**WHAT THE EXERCISE ASKS**
Search the records below for "PressResponder"; copy each line that has it.

**PROVIDED INFORMATION**
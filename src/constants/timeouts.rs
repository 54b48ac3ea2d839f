use std::time::Duration;

/// Retention windows for broadcasts posted from the button panel
pub const NOW_BROADCAST_RETENTION: Duration = Duration::from_secs(5 * 60);
pub const NIGHT_BROADCAST_RETENTION: Duration = Duration::from_secs(5 * 60);
pub const OCCUPY_ALERT_RETENTION: Duration = Duration::from_secs(10 * 60);

/// Purge settings used when a button channel is reconciled (defaults, can be overridden via env vars)
pub const DEFAULT_PURGE_LIMIT: u8 = 20;
pub const DEFAULT_PURGE_PACING_MS: u64 = 1000;

/// Discord returns at most 100 messages per history request
pub const MAX_HISTORY_PAGE: u8 = 100;

/// Format duration for display
pub fn format_duration(duration: Duration) -> String {
    let total_secs = duration.as_secs();

    if total_secs < 60 {
        format!("{}秒", total_secs)
    } else if total_secs < 3600 {
        format!("{}分", total_secs / 60)
    } else {
        format!("{}時間", total_secs / 3600)
    }
}
//! The button panel posted in each guild's button channel.
//!
//! Every button is described by a static [`ControlSpec`]. The notify channel
//! known when the panel is rendered is baked into each button's custom id,
//! so `Notify` buttons keep posting there even if the setting changes later.
//! `Sub` buttons look the sub channel up again on every press.

use std::num::NonZeroU64;
use std::sync::Arc;
use std::time::Duration;

use async_trait::async_trait;
use serenity::all::{
    ButtonStyle, ChannelId, ComponentInteraction, Context, EditInteractionResponse,
};
use tracing::{debug, warn};

use crate::bot::data::Data;
use crate::bot::error::Error;
use crate::constants::messages;
use crate::constants::timeouts::{
    format_duration, NIGHT_BROADCAST_RETENTION, NOW_BROADCAST_RETENTION, OCCUPY_ALERT_RETENTION,
};
use crate::db::models::{ChannelRole, ServerConfig};
use crate::db::store::ConfigStore;
use crate::handlers::interaction::send_component_error;
use crate::services::broadcast::{BroadcastScheduler, Published};
use crate::services::transport::{OutgoingMessage, RenderedControl};

pub const CUSTOM_ID_PREFIX: &str = "chamuru_";

/// What one button on the panel does
#[derive(Debug, Clone, Copy, PartialEq, Eq)]
pub struct ControlSpec {
    /// Stable key used in the custom id; must not contain '_'
    pub key: &'static str,
    pub label: &'static str,
    pub style: ButtonStyle,
    pub target: ChannelRole,
    /// `{user}` is replaced with the presser's display name
    pub template: &'static str,
    pub retention: Duration,
}

pub static CONTROLS: [ControlSpec; 3] = [
    ControlSpec {
        key: "now",
        label: "🚀 ちゃむる！",
        style: ButtonStyle::Success,
        target: ChannelRole::Notify,
        template: "@everyone\n🌟 わーい！掘るちゃむよ～！🌟\n {user} が教えてくれたよっ！🎉",
        retention: NOW_BROADCAST_RETENTION,
    },
    ControlSpec {
        key: "night",
        label: "🌙 夜ちゃむ",
        style: ButtonStyle::Primary,
        target: ChannelRole::Sub,
        template: "@everyone\n🌙 今夜もちゃむるよ～！🌙\n {user} からのお誘いだよっ！",
        retention: NIGHT_BROADCAST_RETENTION,
    },
    ControlSpec {
        key: "occupy",
        label: "⛏️ 占有中",
        style: ButtonStyle::Danger,
        target: ChannelRole::Notify,
        template: "⚠️ いま {user} が占有中だよっ！終わるまでちょっと待っててね！",
        retention: OCCUPY_ALERT_RETENTION,
    },
];

pub fn find(key: &str) -> Option<&'static ControlSpec> {
    CONTROLS.iter().find(|spec| spec.key == key)
}

pub fn custom_id(spec: &ControlSpec, notify_channel: ChannelId) -> String {
    format!("{}{}_{}", CUSTOM_ID_PREFIX, spec.key, notify_channel)
}

/// Parse `chamuru_{key}_{notify_channel_id}` back into its parts
pub fn parse_custom_id(custom_id: &str) -> Option<(&'static ControlSpec, ChannelId)> {
    let rest = custom_id.strip_prefix(CUSTOM_ID_PREFIX)?;
    let (key, channel) = rest.split_once('_')?;
    let spec = find(key)?;
    let channel = NonZeroU64::new(channel.parse().ok()?)?;
    Some((spec, ChannelId::from(channel)))
}

/// Buttons bound to the notify channel known right now
pub fn render(notify_channel: ChannelId) -> Vec<RenderedControl> {
    CONTROLS
        .iter()
        .map(|spec| RenderedControl {
            custom_id: custom_id(spec, notify_channel),
            label: spec.label.to_string(),
            style: spec.style,
        })
        .collect()
}

/// The full panel message posted into a button channel
pub fn control_surface(notify_channel: ChannelId) -> OutgoingMessage {
    OutgoingMessage::text(messages::CONTROL_SURFACE_HEADER).with_controls(render(notify_channel))
}

pub fn render_template(spec: &ControlSpec, display_name: &str) -> String {
    spec.template.replace("{user}", display_name)
}

/// Where a press should post: the captured channel for `Notify`, the live
/// setting for `Sub`
pub fn resolve_target(
    spec: &ControlSpec,
    captured_notify: ChannelId,
    live: Option<&ServerConfig>,
) -> Result<ChannelId, Error> {
    match spec.target {
        ChannelRole::Notify => Ok(captured_notify),
        ChannelRole::Sub => live
            .and_then(ServerConfig::sub_channel)
            .ok_or(Error::NotConfigured(ChannelRole::Sub)),
        ChannelRole::Button => Err(Error::InvalidArgument(format!(
            "control '{}' cannot post to the button channel",
            spec.key
        ))),
    }
}

/// Everything known about a single button press
#[derive(Debug, Clone)]
pub struct Activation {
    pub spec: &'static ControlSpec,
    pub guild_id: u64,
    pub captured_notify: ChannelId,
    pub display_name: String,
}

/// Post the broadcast for a press
pub async fn activate(
    store: &dyn ConfigStore,
    scheduler: &BroadcastScheduler,
    activation: &Activation,
) -> Result<Published, Error> {
    let spec = activation.spec;

    let live = match spec.target {
        ChannelRole::Sub => store.get(activation.guild_id).await?,
        _ => None,
    };
    let target = resolve_target(spec, activation.captured_notify, live.as_ref())?;

    let body = OutgoingMessage::text(render_template(spec, &activation.display_name));
    scheduler
        .publish(target, &body, Some(spec.retention))
        .await
        .map_err(|e| Error::delivery(target.get(), e))
}

/// How a press gets answered: acknowledged at once, then completed with the
/// outcome. Discord drops interactions that stay unanswered for 3 seconds.
#[async_trait]
pub trait PressResponder: Send + Sync {
    async fn acknowledge(&self) -> Result<(), Error>;

    async fn finish(&self, content: String) -> Result<(), Error>;
}

struct InteractionResponder<'a> {
    ctx: &'a Context,
    component: &'a ComponentInteraction,
}

#[async_trait]
impl PressResponder for InteractionResponder<'_> {
    async fn acknowledge(&self) -> Result<(), Error> {
        self.component.defer_ephemeral(self.ctx).await?;
        Ok(())
    }

    async fn finish(&self, content: String) -> Result<(), Error> {
        self.component
            .edit_response(self.ctx, EditInteractionResponse::new().content(content))
            .await?;
        Ok(())
    }
}

/// Acknowledge the press, post its broadcast, then report exactly one outcome
pub async fn respond_to_press(
    responder: &dyn PressResponder,
    store: &dyn ConfigStore,
    scheduler: &BroadcastScheduler,
    activation: &Activation,
) -> Result<(), Error> {
    responder.acknowledge().await?;

    let spec = activation.spec;
    let reply = match activate(store, scheduler, activation).await {
        Ok(published) => {
            debug!(
                "Control '{}' in guild {} posted {}",
                spec.key, activation.guild_id, published.message_id
            );
            format!(
                "{}\n（{}後に自動で消えるよ）",
                messages::BROADCAST_SENT,
                format_duration(spec.retention)
            )
        }
        Err(e) => {
            warn!(
                "Control '{}' failed in guild {}: {}",
                spec.key, activation.guild_id, e
            );
            e.user_message()
        }
    };

    responder.finish(reply).await
}

/// Handle a click on one of the panel buttons
pub async fn handle_press(
    ctx: &Context,
    data: &Arc<Data>,
    component: &ComponentInteraction,
) -> Result<(), Error> {
    let custom_id = &component.data.custom_id;

    let Some((spec, captured_notify)) = parse_custom_id(custom_id) else {
        send_component_error(ctx, component, "このボタンは使えなくなりました。").await?;
        return Ok(());
    };

    let Some(guild_id) = component.guild_id else {
        send_component_error(ctx, component, "このボタンはサーバー内でのみ使えます。").await?;
        return Ok(());
    };

    let display_name = component
        .member
        .as_ref()
        .map(|m| m.display_name().to_string())
        .unwrap_or_else(|| component.user.display_name().to_string());

    debug!("Control '{}' pressed by {}", spec.key, component.user.id);

    let activation = Activation {
        spec,
        guild_id: guild_id.get(),
        captured_notify,
        display_name,
    };

    let responder = InteractionResponder { ctx, component };
    respond_to_press(&responder, data.store.as_ref(), &data.scheduler, &activation).await
}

**WRITTEN RESPONSE**
pub trait PressResponder: Send + Sync {
impl PressResponder for InteractionResponder<'_> {
    responder: &dyn PressResponder,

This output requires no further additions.